Gossip Girl creator, Josh Safran practically grew up on a real life set of the show.
In a new interview with Refinery29, Safran reveals that growing up on the Upper East Side of New York was never really a walk in the park for him.
While Safran may have grown up being surrounded by excess, he wasn’t Chuck Bass loaded, but he also didn’t have the dwindling finances of Dan Humphrey. He was somewhere in between.
Safran said, “I didn’t have all the money that other kids did. I would take the subway while they were taking BMWs.”
“I grew up on the Upper East Side at a time where being gay was not something you were on the Upper East Side so I always felt a little removed, sort of outside watching.”
Whether it was his formative years that sparked his interest in the complexity of “rich people problems”, the aforementioned problems have seen him forge a career in TV exploring all of that and more.
Safran said, “My whole career, I’ve been drawn to that because I find it so fascinating.

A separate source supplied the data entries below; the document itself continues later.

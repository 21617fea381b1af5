//! Tokens, spans and located errors shared by every stage of the sprout front end.

use std::fmt::{Display, Formatter};
use crate::spanned::Span;

pub mod spanned;
pub mod token;

/// An error with a location
#[derive(Debug, thiserror::Error)]
pub struct SpannedError<E> {
    error: E,
    location: Option<Span>,
}

impl<E> SpannedError<E> {
    pub fn new(error: E, location: impl Into<Option<Span>>) -> Self {
        Self {
            error,
            location: location.into(),
        }
    }

    /// Gets the wrapped error
    pub fn error(&self) -> &E {
        &self.error
    }

    /// Gets the location of the error, if known
    pub fn location(&self) -> Option<Span> {
        self.location
    }
}

impl<E: Display> Display for SpannedError<E> {
    fn fmt(&self, f: &mut Formatter<'_>) -> std::fmt::Result {
        write!(f, "{}", self.error)?;
        if let Some(location) = &self.location {
            write!(f, "\n  -> line {}:{}", location.line(), location.col())?;
        }
        Ok(())
    }
}

#[cfg(test)]
mod tests {
    use super::*;

    #[test]
    fn test_display_with_location() {
        let error = SpannedError::new("bad thing", Span::new(10, 3, 2, 4));
        assert_eq!(error.to_string(), "bad thing\n  -> line 2:4");
        assert_eq!(error.location().map(|l| l.line()), Some(2));
    }

    #[test]
    fn test_display_without_location() {
        let error = SpannedError::new("bad thing", None);
        assert_eq!(error.to_string(), "bad thing");
        assert_eq!(error.error(), &"bad thing");
    }
}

We always want to know how that one percent lives.”
While Safran has worked on both the original Gossip Girl series and the current one, there’s a very obvious shift in the dialogue and the subject matter of both the characters and the story line.
And that was a conscious choice, to be more accurately representative of Gen Z. But at the same time, Gossip Girl’s formula will always stay the course: watching the elite go down.
“We like seeing how everybody fucks up,” Safran said.
“In a world that we live in right now — where these rich people are not getting their comeuppance [and are] launching themselves into space and saying thank you to the workers whose lives are being destroyed by them — we want to then somehow have an outlet for our outrage and anger. We want to see them go down. TV shows like this give us that ability to watch that happen. It’s schadenfreude.”